2.4 Characterization of the catalysts

X-ray diffraction (XRD) patterns of the catalysts were collected at room temperature (Rigaku MiniFlex 600, Cu Kα radiation, λ = 1.54 Å). The crystal phases of the catalysts were identified using the powder diffraction file (PDF) database of the International Centre for Diffraction Data (ICDD). The profiles of temperature-programmed reduction (TPR) with H2 for the catalysts were obtained by heating the catalyst samples from room temperature up to 873 K at a heating rate of 10 K min−1 in the stream of H2 diluted with Ar. Prior to the measurement of the TPR profiles, the catalyst samples were treated with O2 at 973 K. The consumption of H2 during the TPR experiments was monitored using a TCD.

3. Results and discussion

3.1 Catalytic performance of CuPOx/SiO2

CuPOx/SiO2 catalysts with various molar ratios of Cu/(Cu + P) were prepared, while the total loading of Cu and P was fixed to 10 wt% for the catalysts. The CuPOx/SiO2 catalysts with molar ratio of Cu/(Cu + P) = 0.25, 0.33, 0.50 and 0.60 were denoted as Cu(25)-POx/SiO2, Cu(33)-POx/SiO2, Cu(50)-POx/SiO2, and Cu(60)-POx/SiO2, respectively. Fig. 1 shows the XRD patterns for the CuPOx/SiO2 catalysts. Only diffraction peaks assignable to α-Cu2P2O7 were observed at around 2θ = 28 and 30 degrees in the XRD patterns for Cu(25)-POx/SiO2, Cu(33)-POx/SiO2 and Cu(50)-POx/SiO2 catalysts (PDF No. 01-071-2177), whereas the peaks corresponding to CuO were also found in addition to those corresponding to α-Cu2P2O7 in the XRD pattern for Cu(60)-POx/SiO2. The crystallized compounds confirmed in the XRD patterns and specific surface areas evaluated by nitrogen adsorption at 77 K for the catalysts are summarized in Table 1. The formation of α-Cu2P2O7 only was confirmed as copper phosphates in the XRD patterns for all the CuPOx/SiO2 catalysts in spite of the molar ratios of Cu/(Cu + P).

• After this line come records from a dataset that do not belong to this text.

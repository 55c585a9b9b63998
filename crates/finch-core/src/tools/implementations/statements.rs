//! Balance sheet, income statement and cash flow statement tools

use std::sync::Arc;

use async_trait::async_trait;
use serde_json::Value;

use super::{parse_ticker, ticker_only_schema, TickerParams};
use crate::finance::format::statement_csv;
use crate::finance::{MarketData, StatementKind};
use crate::tools::registry::{parse_params, Tool, ToolError};

/// One financial statement, selected by `kind`
pub struct StatementTool {
    data: Arc<dyn MarketData>,
    kind: StatementKind,
}

impl StatementTool {
    pub fn new(data: Arc<dyn MarketData>, kind: StatementKind) -> Self {
        Self { data, kind }
    }
}

#[async_trait]
impl Tool for StatementTool {
    fn name(&self) -> &str {
        match self.kind {
            StatementKind::BalanceSheet => "get_balance_sheet",
            StatementKind::IncomeStatement => "get_income_statement",
            StatementKind::CashFlow => "get_cash_flow_statement",
        }
    }

    fn description(&self) -> &str {
        match self.kind {
            StatementKind::BalanceSheet => {
                "Get the balance sheet of a company given its ticker symbol. The balance sheet provides a snapshot of the company's assets, liabilities, and shareholders' equity at a specific point in time."
            }
            StatementKind::IncomeStatement => {
                "Get the income statement of a company given its ticker symbol. The income statement provides insights into the company's revenues, expenses, and profits over a specific period."
            }
            StatementKind::CashFlow => {
                "Get the cash flow statement of a company given its ticker symbol. The cash flow statement provides insights into the cash inflows and outflows from operating, investing, and financing activities."
            }
        }
    }

    fn parameters_schema(&self) -> Value {
        ticker_only_schema()
    }

    async fn invoke(&self, params: Value) -> Result<String, ToolError> {
        let params: TickerParams = parse_params(params)?;
        let ticker = parse_ticker(&params.ticker)?;

        let statement = self.data.statement(&ticker, self.kind).await?;
        Ok(statement_csv(&statement)?)
    }
}

#[cfg(test)]
mod tests {
    use super::*;
    use crate::tools::implementations::testing::FakeMarketData;
    use serde_json::json;

    #[tokio::test]
    async fn each_kind_fetches_its_statement() {
        let data = Arc::new(FakeMarketData::default());
        let cases = [
            (StatementKind::BalanceSheet, "TotalAssets"),
            (StatementKind::IncomeStatement, "TotalRevenue"),
            (StatementKind::CashFlow, "FreeCashFlow"),
        ];

        for (kind, row) in cases {
            let tool = StatementTool::new(data.clone(), kind);
            let csv = tool.invoke(json!({ "ticker": "MSFT" })).await.unwrap();
            assert_eq!(csv, format!(",2025-01-26\n{row},1000\n"));
        }
    }
}
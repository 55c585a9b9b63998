//! Market data access
//!
//! `MarketData` is what the finance tools call; `YahooFinance` implements it
//! against Yahoo's public HTTP endpoints.

pub mod format;
pub mod yahoo;

use std::fmt;
use std::str::FromStr;

use anyhow::Result;
use async_trait::async_trait;
use chrono::{Datelike, Months, NaiveDate};
use once_cell::sync::Lazy;
use regex::Regex;
use serde::Serialize;
use serde_json::{Map, Value};

pub use yahoo::YahooFinance;

static TICKER_PATTERN: Lazy<Regex> =
    Lazy::new(|| Regex::new(r"^[A-Z0-9.^=-]{1,15}$").expect("valid ticker regex"));

/// Upper-cased, validated ticker symbol (`NVDA`, `BRK-B`, `^GSPC`)
#[derive(Debug, Clone, PartialEq, Eq, Hash)]
pub struct Ticker(String);

impl Ticker {
    pub fn parse(raw: &str) -> Result<Self, String> {
        let symbol = raw.trim().to_ascii_uppercase();
        if !TICKER_PATTERN.is_match(&symbol) {
            return Err(format!("invalid ticker symbol: {raw:?}"));
        }
        Ok(Self(symbol))
    }

    pub fn as_str(&self) -> &str {
        &self.0
    }
}

impl fmt::Display for Ticker {
    fn fmt(&self, f: &mut fmt::Formatter<'_>) -> fmt::Result {
        f.write_str(&self.0)
    }
}

/// Lookback window accepted by the history and dividend tools
#[derive(Debug, Clone, Copy, PartialEq, Eq)]
pub enum Period {
    OneDay,
    FiveDays,
    OneMonth,
    ThreeMonths,
    SixMonths,
    OneYear,
    TwoYears,
    FiveYears,
    TenYears,
    YearToDate,
    Max,
}

impl Period {
    pub const ALL: [Period; 11] = [
        Period::OneDay,
        Period::FiveDays,
        Period::OneMonth,
        Period::ThreeMonths,
        Period::SixMonths,
        Period::OneYear,
        Period::TwoYears,
        Period::FiveYears,
        Period::TenYears,
        Period::YearToDate,
        Period::Max,
    ];

    pub fn as_str(&self) -> &'static str {
        match self {
            Period::OneDay => "1d",
            Period::FiveDays => "5d",
            Period::OneMonth => "1mo",
            Period::ThreeMonths => "3mo",
            Period::SixMonths => "6mo",
            Period::OneYear => "1y",
            Period::TwoYears => "2y",
            Period::FiveYears => "5y",
            Period::TenYears => "10y",
            Period::YearToDate => "ytd",
            Period::Max => "max",
        }
    }

    /// Comma separated list for tool descriptions and error messages
    pub fn valid_values() -> String {
        Self::ALL.iter().map(|p| p.as_str()).collect::<Vec<_>>().join(", ")
    }

    fn months(&self) -> Option<u32> {
        match self {
            Period::OneMonth => Some(1),
            Period::ThreeMonths => Some(3),
            Period::SixMonths => Some(6),
            Period::OneYear => Some(12),
            Period::TwoYears => Some(24),
            Period::FiveYears => Some(60),
            Period::TenYears => Some(120),
            _ => None,
        }
    }

    fn days(&self) -> Option<u64> {
        match self {
            Period::OneDay => Some(1),
            Period::FiveDays => Some(5),
            _ => None,
        }
    }

    /// `date` moved forward by this period; open-ended periods give `None`
    pub fn after(&self, date: NaiveDate) -> Option<NaiveDate> {
        if let Some(days) = self.days() {
            return date.checked_add_days(chrono::Days::new(days));
        }
        self.months()
            .and_then(|m| date.checked_add_months(Months::new(m)))
    }

    /// Start of the window that ends at `date`
    pub fn before(&self, date: NaiveDate) -> Option<NaiveDate> {
        match self {
            Period::YearToDate => NaiveDate::from_ymd_opt(date.year(), 1, 1),
            Period::Max => NaiveDate::from_ymd_opt(1970, 1, 1),
            _ => match self.days() {
                Some(days) => date.checked_sub_days(chrono::Days::new(days)),
                None => self
                    .months()
                    .and_then(|m| date.checked_sub_months(Months::new(m))),
            },
        }
    }
}

impl FromStr for Period {
    type Err = String;

    fn from_str(s: &str) -> Result<Self, Self::Err> {
        let wanted = s.trim().to_ascii_lowercase();
        Self::ALL
            .into_iter()
            .find(|p| p.as_str() == wanted)
            .ok_or_else(|| format!("invalid period {s:?}, expected one of: {}", Self::valid_values()))
    }
}

/// What slice of history to fetch
#[derive(Debug, Clone, Copy, PartialEq, Eq)]
pub enum HistoryWindow {
    /// Trailing window ending now
    Trailing(Period),
    /// Explicit dates; `end` is exclusive
    Between { start: NaiveDate, end: NaiveDate },
}

impl HistoryWindow {
    /// Combine a period with optional explicit bounds
    ///
    /// With only `start`, the window spans one period from it (up to
    /// `today` for open-ended periods). With only `end`, it spans one period
    /// back from it.
    pub fn resolve(
        period: Period,
        start: Option<NaiveDate>,
        end: Option<NaiveDate>,
        today: NaiveDate,
    ) -> Result<Self, String> {
        let window = match (start, end) {
            (None, None) => return Ok(HistoryWindow::Trailing(period)),
            (Some(start), Some(end)) => HistoryWindow::Between { start, end },
            (Some(start), None) => HistoryWindow::Between {
                start,
                end: period.after(start).unwrap_or(today),
            },
            (None, Some(end)) => HistoryWindow::Between {
                start: period
                    .before(end)
                    .ok_or_else(|| format!("cannot compute start date from {end}"))?,
                end,
            },
        };

        if let HistoryWindow::Between { start, end } = window {
            if start >= end {
                return Err(format!("start date {start} must be before end date {end}"));
            }
        }
        Ok(window)
    }
}

/// One daily OHLCV bar
#[derive(Debug, Clone, PartialEq)]
pub struct PriceBar {
    pub date: NaiveDate,
    pub open: f64,
    pub high: f64,
    pub low: f64,
    pub close: f64,
    pub volume: u64,
}

#[derive(Debug, Clone, PartialEq)]
pub struct Dividend {
    pub date: NaiveDate,
    pub amount: f64,
}

/// A news headline about a ticker
#[derive(Debug, Clone, PartialEq, Serialize)]
#[serde(rename_all = "camelCase")]
pub struct NewsItem {
    pub id: String,
    pub title: String,
    #[serde(skip_serializing_if = "Option::is_none")]
    pub summary: Option<String>,
    #[serde(skip_serializing_if = "Option::is_none")]
    pub pub_date: Option<String>,
    #[serde(skip_serializing_if = "Option::is_none")]
    pub provider: Option<String>,
    #[serde(skip_serializing_if = "Option::is_none")]
    pub content_type: Option<String>,
}

/// Which financial statement to fetch
#[derive(Debug, Clone, Copy, PartialEq, Eq)]
pub enum StatementKind {
    BalanceSheet,
    IncomeStatement,
    CashFlow,
}

impl StatementKind {
    pub fn label(&self) -> &'static str {
        match self {
            StatementKind::BalanceSheet => "balance sheet",
            StatementKind::IncomeStatement => "income statement",
            StatementKind::CashFlow => "cash flow statement",
        }
    }
}

/// Line items by reporting period
#[derive(Debug, Clone, Default, PartialEq)]
pub struct FinancialStatement {
    /// Period end dates, newest first
    pub periods: Vec<NaiveDate>,
    pub rows: Vec<StatementRow>,
}

#[derive(Debug, Clone, PartialEq)]
pub struct StatementRow {
    pub name: String,
    /// One value per entry in `periods`
    pub values: Vec<Option<f64>>,
}

/// Source of market data for the finance tools
#[async_trait]
pub trait MarketData: Send + Sync {
    /// Daily price bars
    async fn price_history(&self, ticker: &Ticker, window: HistoryWindow) -> Result<Vec<PriceBar>>;

    /// Dividends paid within a trailing period
    async fn dividends(&self, ticker: &Ticker, period: Period) -> Result<Vec<Dividend>>;

    /// Latest headlines, newest first
    async fn news(&self, ticker: &Ticker, limit: usize) -> Result<Vec<NewsItem>>;

    /// Flat map of company facts and ratios (`currentPrice`, `marketCap`, ...)
    async fn company_info(&self, ticker: &Ticker) -> Result<Map<String, Value>>;

    /// Annual financial statement
    async fn statement(&self, ticker: &Ticker, kind: StatementKind) -> Result<FinancialStatement>;
}

#[cfg(test)]
mod tests {
    use super::*;

    fn date(y: i32, m: u32, d: u32) -> NaiveDate {
        NaiveDate::from_ymd_opt(y, m, d).unwrap()
    }

    #[test]
    fn ticker_is_normalized() {
        assert_eq!(Ticker::parse(" nvda ").unwrap().as_str(), "NVDA");
        assert_eq!(Ticker::parse("brk-b").unwrap().as_str(), "BRK-B");
        assert_eq!(Ticker::parse("^gspc").unwrap().as_str(), "^GSPC");
        assert!(Ticker::parse("").is_err());
        assert!(Ticker::parse("NV DA").is_err());
        assert!(Ticker::parse("../etc").is_err());
    }

    #[test]
    fn period_parsing() {
        assert_eq!("1mo".parse::<Period>().unwrap(), Period::OneMonth);
        assert_eq!("YTD".parse::<Period>().unwrap(), Period::YearToDate);
        let err = "2mo".parse::<Period>().unwrap_err();
        assert!(err.contains("1d, 5d, 1mo"));
    }

    #[test]
    fn window_from_start_spans_one_period() {
        let today = date(2025, 6, 1);
        let window =
            HistoryWindow::resolve(Period::OneMonth, Some(date(2024, 1, 31)), None, today).unwrap();
        assert_eq!(
            window,
            HistoryWindow::Between {
                start: date(2024, 1, 31),
                end: date(2024, 2, 29)
            }
        );

        let open_ended =
            HistoryWindow::resolve(Period::Max, Some(date(2024, 1, 1)), None, today).unwrap();
        assert_eq!(
            open_ended,
            HistoryWindow::Between {
                start: date(2024, 1, 1),
                end: today
            }
        );
    }

    #[test]
    fn window_from_end_and_trailing() {
        let today = date(2025, 6, 1);
        assert_eq!(
            HistoryWindow::resolve(Period::FiveDays, None, Some(date(2024, 3, 10)), today).unwrap(),
            HistoryWindow::Between {
                start: date(2024, 3, 5),
                end: date(2024, 3, 10)
            }
        );
        assert_eq!(
            HistoryWindow::resolve(Period::OneYear, None, None, today).unwrap(),
            HistoryWindow::Trailing(Period::OneYear)
        );
    }

    #[test]
    fn window_rejects_reversed_dates() {
        let today = date(2025, 6, 1);
        assert!(HistoryWindow::resolve(
            Period::OneDay,
            Some(date(2024, 5, 1)),
            Some(date(2024, 4, 1)),
            today
        )
        .is_err());
    }
}
//! Event protocol for streamed runs.
//!
//! `LoopEvent` is everything a streaming run emits. Transport layers (HTTP
//! body, CLI) consume these and render them; `StreamEmitter` gives the wire
//! form.

use serde::Serialize;
use serde_json::Value;

/// Events emitted by a streaming orchestration.
///
/// Per run: every `Tool` precedes every `Text`, and exactly one `Done`
/// comes last.
#[derive(Debug, Clone, PartialEq, Serialize)]
#[serde(tag = "type", rename_all = "snake_case")]
pub enum LoopEvent {
    /// A tool was invoked with these arguments.
    Tool { name: String, args: Value },

    /// A fragment of the answer (or a folded-in error message).
    Text { content: String },

    /// The run is over.
    Done,
}

impl LoopEvent {
    pub fn is_done(&self) -> bool {
        matches!(self, LoopEvent::Done)
    }
}
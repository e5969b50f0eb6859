//! Core error types for stillokay-core.
//!
//! Derived metrics (streaks, weekly summaries, badges, roster merges) never
//! fail; these errors only surface from storage, configuration and the
//! ingestion boundary where new check-ins are built.

use std::path::PathBuf;
use thiserror::Error;

/// Core error type for stillokay-core.
#[derive(Error, Debug)]
pub enum CoreError {
    /// Database-related errors
    #[error("Database error: {0}")]
    Database(#[from] DatabaseError),

    /// Configuration-related errors
    #[error("Configuration error: {0}")]
    Config(#[from] ConfigError),

    /// Validation errors
    #[error("Validation error: {0}")]
    Validation(#[from] ValidationError),

    /// IO errors
    #[error("IO error: {0}")]
    Io(#[from] std::io::Error),

    /// Serialization/deserialization errors
    #[error("JSON error: {0}")]
    Json(#[from] serde_json::Error),

    /// Generic errors with context
    #[error("{0}")]
    Custom(String),
}

/// Database-specific errors.
#[derive(Error, Debug)]
pub enum DatabaseError {
    /// Failed to open database connection
    #[error("Failed to open database at {path}: {source}")]
    OpenFailed {
        path: PathBuf,
        #[source]
        source: rusqlite::Error,
    },

    /// Query execution failed
    #[error("Query failed: {0}")]
    QueryFailed(String),

    /// Database is locked
    #[error("Database is locked")]
    Locked,
}

/// Configuration-specific errors.
#[derive(Error, Debug)]
pub enum ConfigError {
    /// Failed to load configuration
    #[error("Failed to load configuration from {path}: {message}")]
    LoadFailed { path: PathBuf, message: String },

    /// Failed to save configuration
    #[error("Failed to save configuration to {path}: {message}")]
    SaveFailed { path: PathBuf, message: String },

    /// Key does not exist in the configuration tree
    #[error("Unknown configuration key: {0}")]
    UnknownKey(String),

    /// Invalid configuration value
    #[error("Invalid configuration value for '{key}': {message}")]
    InvalidValue { key: String, message: String },

    /// Failed to parse configuration
    #[error("Failed to parse configuration: {0}")]
    ParseFailed(String),

    /// Data directory could not be determined or created
    #[error("Data directory unavailable: {0}")]
    DataDir(String),
}

/// Validation errors raised when building new records.
#[derive(Error, Debug, PartialEq)]
pub enum ValidationError {
    /// Latitude outside [-90, 90] or longitude outside [-180, 180]
    #[error("Coordinates out of range: ({latitude}, {longitude})")]
    CoordinatesOutOfRange { latitude: f64, longitude: f64 },

    /// Empty status label
    #[error("Status must not be empty")]
    EmptyStatus,

    /// Invalid value
    #[error("Invalid value for '{field}': {message}")]
    InvalidValue { field: String, message: String },
}

impl From<rusqlite::Error> for DatabaseError {
    fn from(err: rusqlite::Error) -> Self {
        match &err {
            rusqlite::Error::SqliteFailure(err, _msg) => {
                if err.code == rusqlite::ErrorCode::DatabaseLocked {
                    DatabaseError::Locked
                } else {
                    DatabaseError::QueryFailed(err.to_string())
                }
            }
            _ => DatabaseError::QueryFailed(err.to_string()),
        }
    }
}

impl From<rusqlite::Error> for CoreError {
    fn from(err: rusqlite::Error) -> Self {
        CoreError::Database(DatabaseError::from(err))
    }
}

impl From<toml::de::Error> for ConfigError {
    fn from(err: toml::de::Error) -> Self {
        ConfigError::ParseFailed(err.to_string())
    }
}

/// Result type alias for CoreError
pub type Result<T, E = CoreError> = std::result::Result<T, E>;
//! Achievement badges and streak goals.
//!
//! The catalog order is significant: `next_badge` is the first locked entry
//! in declared order, not the numerically closest requirement.

use serde::Serialize;

#[derive(Debug, Clone, Copy, PartialEq, Eq, Serialize)]
#[serde(rename_all = "snake_case")]
pub enum RequirementType {
    /// Compared against the current streak.
    Streak,
    /// Compared against the total number of check-ins.
    Total,
}

#[derive(Debug, Clone, Copy, PartialEq, Eq, Serialize)]
pub struct Badge {
    pub id: &'static str,
    pub name: &'static str,
    pub emoji: &'static str,
    pub description: &'static str,
    pub requirement_type: RequirementType,
    pub requirement_value: u32,
}

impl Badge {
    pub fn is_unlocked(&self, streak: u32, total_check_ins: u32) -> bool {
        let counter = match self.requirement_type {
            RequirementType::Streak => streak,
            RequirementType::Total => total_check_ins,
        };
        counter >= self.requirement_value
    }
}

pub const BADGES: &[Badge] = &[
    Badge {
        id: "first",
        name: "Fresh Start",
        emoji: "🌱",
        description: "First check-in",
        requirement_type: RequirementType::Total,
        requirement_value: 1,
    },
    Badge {
        id: "week",
        name: "First 7 Days",
        emoji: "⭐",
        description: "7-day streak",
        requirement_type: RequirementType::Streak,
        requirement_value: 7,
    },
    Badge {
        id: "twoweek",
        name: "Two Weeks",
        emoji: "🌟",
        description: "14-day streak",
        requirement_type: RequirementType::Streak,
        requirement_value: 14,
    },
    Badge {
        id: "month",
        name: "One Month",
        emoji: "🏆",
        description: "30-day streak",
        requirement_type: RequirementType::Streak,
        requirement_value: 30,
    },
    Badge {
        id: "fifty",
        name: "50 Check-ins",
        emoji: "💎",
        description: "50 check-ins in total",
        requirement_type: RequirementType::Total,
        requirement_value: 50,
    },
    Badge {
        id: "hundred",
        name: "100 Check-ins",
        emoji: "👑",
        description: "100 check-ins in total",
        requirement_type: RequirementType::Total,
        requirement_value: 100,
    },
];

#[derive(Debug, Clone, PartialEq, Eq, Serialize)]
pub struct BadgeEvaluation {
    /// Unlocked badges in catalog order.
    pub unlocked: Vec<Badge>,
    pub next_badge: Option<Badge>,
}

/// Evaluate the built-in catalog.
pub fn evaluate_badges(streak: u32, total_check_ins: u32) -> BadgeEvaluation {
    evaluate_catalog(BADGES, streak, total_check_ins)
}

/// Evaluate an arbitrary catalog, preserving its declared order.
pub fn evaluate_catalog(catalog: &[Badge], streak: u32, total_check_ins: u32) -> BadgeEvaluation {
    let (unlocked, locked): (Vec<Badge>, Vec<Badge>) = catalog
        .iter()
        .copied()
        .partition(|badge| badge.is_unlocked(streak, total_check_ins));

    BadgeEvaluation {
        unlocked,
        next_badge: locked.first().copied(),
    }
}

#[derive(Debug, Clone, Copy, PartialEq, Eq, Serialize)]
pub struct GoalMilestone {
    pub target: u32,
    pub label: &'static str,
}

pub const STREAK_GOALS: &[GoalMilestone] = &[
    GoalMilestone { target: 7, label: "7 days" },
    GoalMilestone { target: 14, label: "14 days" },
    GoalMilestone { target: 30, label: "30 days" },
    GoalMilestone { target: 60, label: "60 days" },
    GoalMilestone { target: 100, label: "100 days" },
];

#[derive(Debug, Clone, Copy, PartialEq, Eq, Serialize)]
pub struct GoalProgress {
    pub target: u32,
    pub label: &'static str,
    /// `streak / target`, rounded. Not clamped.
    pub progress_percent: u32,
}

/// First milestone strictly above the current streak.
pub fn next_goal_milestone(streak: u32) -> Option<GoalMilestone> {
    STREAK_GOALS.iter().copied().find(|goal| streak < goal.target)
}

pub fn goal_progress(streak: u32) -> Option<GoalProgress> {
    next_goal_milestone(streak).map(|goal| GoalProgress {
        target: goal.target,
        label: goal.label,
        progress_percent: (f64::from(streak) / f64::from(goal.target) * 100.0).round() as u32,
    })
}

In contrast, various copper phosphates such as Cu(PO3)2, α-Cu2P2O7 and Cu3(PO4)2 were formed according to the molar ratio in the bulk copper phosphates without silica.
image file: d3cy00573a-f1.tif
Fig. 1 XRD patterns of CuPOx/SiO2 catalysts with different molar ratios of Cu/(Cu + P). a) Cu(60)-POx/SiO2, b) Cu(50)-POx/SiO2, c) Cu(33)-POx/SiO2, and d) Cu(25)-POx/SiO2.
Table 1 Surface area and crystallized phase for CuPOx/SiO2 catalysts with different molar ratios of Cu/(Cu + P)
Catalyst Surface area [m2 g−1] Main phase
Cu(25)-POx/SiO2 120 α-Cu2P2O7
Cu(33)-POx/SiO2 55 α-Cu2P2O7
Cu(50)-POx/SiO2 55 α-Cu2P2O7
Cu(60)-POx/SiO2 64 α-Cu2P2O7·CuO
POx/SiO2 59 Amorphous
CuOx/SiO2 69 CuO
SiO2 79 Amorphous
Cu(PO3)2 1 Cu(PO3)2
α-Cu2P2O7 11 α-Cu2P2O7
Cu3(PO4)2 6 Cu3(PO4)2


Table 2 and Fig. S1 show the results of the oxidation of methane over CuPOx/SiO2 catalysts with different molar ratios of Cu/(Cu + P). Formaldehyde was selectively formed in the methane oxidation over silica and silica-supported POx catalysts (POx/SiO2), but their catalytic activity was very low. Thus, the formaldehyde yield was also quite low (0.1%) for both the catalysts. On the other hand, silica-supported CuOx catalysts (CuOx/SiO2) showed higher activity for methane oxidation than silica and POx/SiO2, but the selectivity to formaldehyde was quite low, and instead, CO2 was selectively formed. Methane conversion and selectivity to each product in the methane oxidation over CuPOx/SiO2 catalysts strongly depended on the molar ratio of Cu/(Cu + P). Generally, the catalytic activity became higher, and the selectivity to formaldehyde became lower as the Cu/(Cu + P) ratio in the CuPOx/SiO2 catalysts was higher. It should be noted that formaldehyde yield attained 0.9% in the methane oxidation over Cu(33)-POx/SiO2 catalysts at 923 K. The formaldehyde yield for Cu(33)-POx/SiO2 was higher than that for bulk α-Cu2P2O7 catalysts without silica supports as shown in Fig. S1, although the weight of copper phosphates packed in the catalyst bed was very low in the reaction over Cu(33)POx/SiO2 compared with that over bulk α-Cu2P2O7, since the weight of the catalyst powder packed in the reactors was the same for both the catalysts. As shown in Table 2 and Fig. S1, α-Cu2P2O7 is the most active catalyst for the formation of formaldehyde in the methane oxidation among all the bulk copper phosphate catalysts tested in the present study.20 These results indicated that copper phosphates α-Cu2P2O7 dispersed on the silica support also work as catalytically active sites for the formation of formaldehyde.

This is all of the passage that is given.